▶ _Material for the task_
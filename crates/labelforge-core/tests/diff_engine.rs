// crates/labelforge-core/tests/diff_engine.rs
// ============================================================================
// Module: Label Diff Engine Tests
// Description: Validate delta computation purity, idempotence, and no-ops.
// Purpose: Ensure the diff engine never mutates input and converges.
// Dependencies: labelforge-core
// ============================================================================

//! Behavior tests for per-resource label delta computation.

#![allow(
    clippy::panic,
    clippy::print_stdout,
    clippy::print_stderr,
    clippy::unwrap_used,
    clippy::expect_used,
    clippy::use_debug,
    clippy::dbg_macro,
    clippy::panic_in_result_fn,
    clippy::unwrap_in_result,
    reason = "Test-only assertions and helpers are permitted."
)]

use labelforge_core::ChangeKind;
use labelforge_core::ExtractionRule;
use labelforge_core::LabelPair;
use labelforge_core::Resource;
use labelforge_core::ResourceKind;
use labelforge_core::ResourceStatus;
use labelforge_core::compute_label_delta;

/// Builds a resource with the given labels.
fn resource_with_labels(labels: &[(&str, &str)]) -> Resource {
    let mut resource = Resource::new(
        "res-1",
        "api-server-prod",
        ResourceKind::Instance,
        "us-central1-a",
        ResourceStatus::Running,
    );
    for (key, value) in labels {
        resource.labels.insert((*key).to_owned(), (*value).to_owned());
    }
    resource
}

/// Static rule assigning one pair.
fn static_rule(key: &str, value: &str) -> ExtractionRule {
    ExtractionRule::Static {
        pairs: vec![LabelPair {
            key: key.to_owned(),
            value: value.to_owned(),
        }],
    }
}

#[test]
fn delta_never_mutates_the_source_resource() {
    let resource = resource_with_labels(&[("env", "dev")]);
    let before = resource.clone();
    let delta = compute_label_delta(&resource, &static_rule("env", "prod"));
    assert_eq!(resource, before);
    assert_eq!(delta.final_labels.get("env").map(String::as_str), Some("prod"));
}

#[test]
fn delta_is_idempotent_when_fed_back() {
    let resource = resource_with_labels(&[("env", "dev")]);
    let rule = static_rule("env", "prod");
    let first = compute_label_delta(&resource, &rule);
    assert_eq!(first.changes.len(), 1);

    let mut settled = resource.clone();
    settled.labels = first.final_labels.clone();
    let second = compute_label_delta(&settled, &rule);
    assert!(second.changes.is_empty());
    assert_eq!(second.final_labels, first.final_labels);
}

#[test]
fn assigning_the_current_value_is_a_noop() {
    let resource = resource_with_labels(&[("env", "prod")]);
    let delta = compute_label_delta(&resource, &static_rule("env", "prod"));
    assert!(delta.changes.is_empty());
    assert!(delta.is_noop());
}

#[test]
fn blank_keys_and_values_assign_nothing() {
    let resource = resource_with_labels(&[("env", "prod")]);
    let rule = ExtractionRule::Static {
        pairs: vec![
            LabelPair {
                key: "   ".to_owned(),
                value: "x".to_owned(),
            },
            LabelPair {
                key: "team".to_owned(),
                value: "".to_owned(),
            },
        ],
    };
    let delta = compute_label_delta(&resource, &rule);
    assert!(delta.changes.is_empty());
    assert_eq!(delta.final_labels, resource.labels);
}

#[test]
fn repeated_calls_are_bit_identical() {
    let resource = resource_with_labels(&[("env", "dev"), ("team", "core")]);
    let rule = static_rule("env", "prod");
    let first = compute_label_delta(&resource, &rule);
    let second = compute_label_delta(&resource, &rule);
    assert_eq!(first, second);
}

#[test]
fn modification_reports_old_and_new_values() {
    let resource = resource_with_labels(&[("env", "dev")]);
    let delta = compute_label_delta(&resource, &static_rule("env", "prod"));
    let change = &delta.changes[0];
    assert_eq!(change.kind, ChangeKind::Modify);
    assert_eq!(change.old_value.as_deref(), Some("dev"));
    assert_eq!(change.new_value.as_deref(), Some("prod"));
}

#[test]
fn addition_reports_no_old_value() {
    let resource = resource_with_labels(&[]);
    let delta = compute_label_delta(&resource, &static_rule("owner", "platform"));
    let change = &delta.changes[0];
    assert_eq!(change.kind, ChangeKind::Add);
    assert_eq!(change.old_value, None);
    assert_eq!(change.new_value.as_deref(), Some("platform"));
}

#[test]
fn empty_string_value_is_distinct_from_absence() {
    let resource = resource_with_labels(&[("note", "")]);
    // Cleanup of the key is a real deletion even though the value is empty.
    let rule = ExtractionRule::Cleanup {
        keys: vec!["note".to_owned()],
    };
    let delta = compute_label_delta(&resource, &rule);
    assert_eq!(delta.changes.len(), 1);
    assert_eq!(delta.changes[0].kind, ChangeKind::Delete);
    assert_eq!(delta.changes[0].old_value.as_deref(), Some(""));
}
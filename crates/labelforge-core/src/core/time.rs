// crates/labelforge-core/src/core/time.rs
// ============================================================================
// Module: Labelforge Time Model
// Description: Canonical timestamp representation for audit records.
// Purpose: Provide deterministic, replayable time values across Labelforge records.
// Dependencies: serde, time
// ============================================================================

//! ## Overview
//! Labelforge embeds explicit time values in audit history records to keep
//! replay deterministic. The core engine never reads wall-clock time; hosts
//! must supply timestamps when constructing records.

// ============================================================================
// SECTION: Imports
// ============================================================================

use serde::Deserialize;
use serde::Serialize;
use time::OffsetDateTime;
use time::format_description::well_known::Rfc3339;

// ============================================================================
// SECTION: Time Values
// ============================================================================

/// Canonical timestamp used in Labelforge audit records.
///
/// # Invariants
/// - Values are explicitly provided by callers; the core never reads wall-clock time.
/// - No validation is performed; monotonicity is a caller responsibility.
#[derive(Debug, Clone, Copy, PartialEq, Eq, Serialize, Deserialize)]
#[serde(tag = "kind", content = "value", rename_all = "snake_case")]
pub enum Timestamp {
    /// Unix epoch milliseconds.
    UnixMillis(i64),
    /// Monotonic logical time value.
    Logical(u64),
}

impl Timestamp {
    /// Returns the timestamp as unix milliseconds when available.
    #[must_use]
    pub const fn as_unix_millis(&self) -> Option<i64> {
        match self {
            Self::UnixMillis(value) => Some(*value),
            Self::Logical(_) => None,
        }
    }

    /// Returns the timestamp as logical time when available.
    #[must_use]
    pub const fn as_logical(&self) -> Option<u64> {
        match self {
            Self::UnixMillis(_) => None,
            Self::Logical(value) => Some(*value),
        }
    }

    /// Renders a unix-millisecond timestamp as an RFC 3339 string.
    ///
    /// Returns `None` for logical timestamps or out-of-range values.
    #[must_use]
    pub fn to_rfc3339(&self) -> Option<String> {
        let millis = self.as_unix_millis()?;
        let nanos = i128::from(millis).checked_mul(1_000_000)?;
        let moment = OffsetDateTime::from_unix_timestamp_nanos(nanos).ok()?;
        moment.format(&Rfc3339).ok()
    }
}
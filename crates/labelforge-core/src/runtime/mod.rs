// crates/labelforge-core/src/runtime/mod.rs
// ============================================================================
// Module: Labelforge Runtime
// Description: Pure engines for label diffing, preview, and compliance.
// Purpose: Provide the synchronous, re-entrant computation layer.
// Dependencies: crate::core, regex, thiserror
// ============================================================================

//! ## Overview
//! The runtime holds the pure engines: per-resource label diffing under an
//! extraction rule, fleet-wide preview aggregation with the two-step commit
//! session, and policy compliance evaluation. Everything here is
//! synchronous, side-effect-free, and safe to re-run on every input change;
//! callers own memoization policy.

// ============================================================================
// SECTION: Modules
// ============================================================================

pub mod compliance;
pub mod diff;
pub mod preview;
pub mod strategy;

// ============================================================================
// SECTION: Re-Exports
// ============================================================================

pub use compliance::FleetReport;
pub use compliance::evaluate_fleet;
pub use compliance::evaluate_resource;
pub use diff::LabelDelta;
pub use diff::compute_label_delta;
pub use preview::ApplySet;
pub use preview::Preview;
pub use preview::PreviewEntry;
pub use preview::StudioError;
pub use preview::StudioPhase;
pub use preview::StudioSession;
pub use preview::apply_preview;
pub use preview::build_preview;
pub use strategy::ExtractionRule;
pub use strategy::GroupMapping;
pub use strategy::LabelPair;
pub use strategy::PositionMapping;
pub use strategy::RuleKind;
pub use strategy::StudioConfig;
pub use strategy::ValueRewrite;
// crates/labelforge-core/tests/preview.rs
// ============================================================================
// Module: Bulk Preview Orchestrator Tests
// Description: Validate preview aggregation and the two-step commit session.
// Purpose: Ensure no-op exclusion and review gating behave deterministically.
// Dependencies: labelforge-core
// ============================================================================

//! Behavior tests for preview aggregation and the studio session machine.

#![allow(
    clippy::panic,
    clippy::print_stdout,
    clippy::print_stderr,
    clippy::unwrap_used,
    clippy::expect_used,
    clippy::use_debug,
    clippy::dbg_macro,
    clippy::panic_in_result_fn,
    clippy::unwrap_in_result,
    reason = "Test-only assertions and helpers are permitted."
)]

use labelforge_core::ExtractionRule;
use labelforge_core::LabelPair;
use labelforge_core::Resource;
use labelforge_core::ResourceId;
use labelforge_core::ResourceKind;
use labelforge_core::ResourceStatus;
use labelforge_core::RuleKind;
use labelforge_core::StudioConfig;
use labelforge_core::StudioError;
use labelforge_core::StudioPhase;
use labelforge_core::StudioSession;
use labelforge_core::apply_preview;
use labelforge_core::build_preview;

/// Builds a resource with one label.
fn resource(id: &str, key: &str, value: &str) -> Resource {
    let mut res = Resource::new(
        id,
        id,
        ResourceKind::Bucket,
        "us-east1",
        ResourceStatus::Running,
    );
    res.labels.insert(key.to_owned(), value.to_owned());
    res
}

/// Static rule assigning `env=prod`.
fn env_prod_rule() -> ExtractionRule {
    ExtractionRule::Static {
        pairs: vec![LabelPair {
            key: "env".to_owned(),
            value: "prod".to_owned(),
        }],
    }
}

/// Studio config whose active rule assigns `env=prod`.
fn env_prod_config() -> StudioConfig {
    let mut config = StudioConfig::new(RuleKind::Static);
    config.static_pairs = vec![LabelPair {
        key: "env".to_owned(),
        value: "prod".to_owned(),
    }];
    config
}

#[test]
fn unaffected_resources_are_excluded_from_the_preview() {
    let fleet = vec![resource("a", "env", "dev"), resource("b", "env", "prod")];
    let preview = build_preview(&fleet, &env_prod_rule());
    assert_eq!(preview.len(), 1);
    assert!(preview.contains_key(&ResourceId::new("a")));
    assert!(!preview.contains_key(&ResourceId::new("b")));
}

#[test]
fn apply_strips_bookkeeping_and_keeps_final_maps() {
    let fleet = vec![resource("a", "env", "dev")];
    let preview = build_preview(&fleet, &env_prod_rule());
    let apply_set = apply_preview(&preview);
    assert_eq!(apply_set.len(), 1);
    let labels = &apply_set[&ResourceId::new("a")];
    assert_eq!(labels.get("env").map(String::as_str), Some("prod"));
}

#[test]
fn review_requires_both_valid_config_and_non_empty_preview() {
    // Valid config, but every resource already carries env=prod.
    let settled = vec![resource("a", "env", "prod")];
    let mut session = StudioSession::new(env_prod_config());
    assert_eq!(session.begin_review(&settled), Err(StudioError::EmptyPreview));

    // Invalid config is rejected before the preview is consulted.
    let fleet = vec![resource("a", "env", "dev")];
    let mut blank = StudioSession::new(StudioConfig::new(RuleKind::Static));
    assert_eq!(blank.begin_review(&fleet), Err(StudioError::InvalidConfig));
}

#[test]
fn back_returns_to_configure_without_losing_parameters() -> Result<(), StudioError> {
    let fleet = vec![resource("a", "env", "dev")];
    let mut session = StudioSession::new(env_prod_config());
    session.begin_review(&fleet)?;
    assert_eq!(session.phase(), StudioPhase::Review);

    session.back()?;
    assert_eq!(session.phase(), StudioPhase::Configure);
    assert_eq!(session.config().static_pairs.len(), 1);
    assert_eq!(session.config().static_pairs[0].value, "prod");
    Ok(())
}

#[test]
fn commit_yields_the_apply_set_and_consumes_the_session() -> Result<(), StudioError> {
    let fleet = vec![resource("a", "env", "dev"), resource("b", "team", "core")];
    let mut session = StudioSession::new(env_prod_config());
    let preview = session.begin_review(&fleet)?;
    assert_eq!(preview.len(), 2);

    let apply_set = session.commit()?;
    assert_eq!(apply_set.len(), 2);
    assert_eq!(apply_set[&ResourceId::new("b")].get("env").map(String::as_str), Some("prod"));
    Ok(())
}

#[test]
fn commit_from_configure_is_precluded() {
    let session = StudioSession::new(env_prod_config());
    assert_eq!(
        session.commit(),
        Err(StudioError::WrongPhase {
            phase: StudioPhase::Configure,
        })
    );
}

#[test]
fn config_edits_are_rejected_during_review() -> Result<(), StudioError> {
    let fleet = vec![resource("a", "env", "dev")];
    let mut session = StudioSession::new(env_prod_config());
    session.begin_review(&fleet)?;
    assert!(session.config_mut().is_err());
    assert!(session.switch_strategy(RuleKind::Cleanup).is_err());
    Ok(())
}

#[test]
fn preview_recomputation_is_last_write_wins() {
    // Stale inputs are simply discarded: recomputing over a new snapshot
    // depends only on that snapshot.
    let stale = vec![resource("a", "env", "dev")];
    let fresh = vec![resource("b", "env", "dev")];
    let session = StudioSession::new(env_prod_config());
    let first = session.preview(&stale);
    let second = session.preview(&fresh);
    assert!(first.contains_key(&ResourceId::new("a")));
    assert!(second.contains_key(&ResourceId::new("b")));
    assert!(!second.contains_key(&ResourceId::new("a")));
}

▶ _What you need to do_
Copy out each line of the data above, exactly, if it lies between the line holding "pub use preview::ApplySet;" and the line holding "gating behave deterministically.", inclusive; copy no other line.

▶ _Exercise output_
pub use preview::ApplySet;
pub use preview::Preview;
pub use preview::PreviewEntry;
pub use preview::StudioError;
pub use preview::StudioPhase;
pub use preview::StudioSession;
pub use preview::apply_preview;
pub use preview::build_preview;
pub use strategy::ExtractionRule;
pub use strategy::GroupMapping;
pub use strategy::LabelPair;
pub use strategy::PositionMapping;
pub use strategy::RuleKind;
pub use strategy::StudioConfig;
pub use strategy::ValueRewrite;
// crates/labelforge-core/tests/preview.rs
// ============================================================================
// Module: Bulk Preview Orchestrator Tests
// Description: Validate preview aggregation and the two-step commit session.
// Purpose: Ensure no-op exclusion and review gating behave deterministically.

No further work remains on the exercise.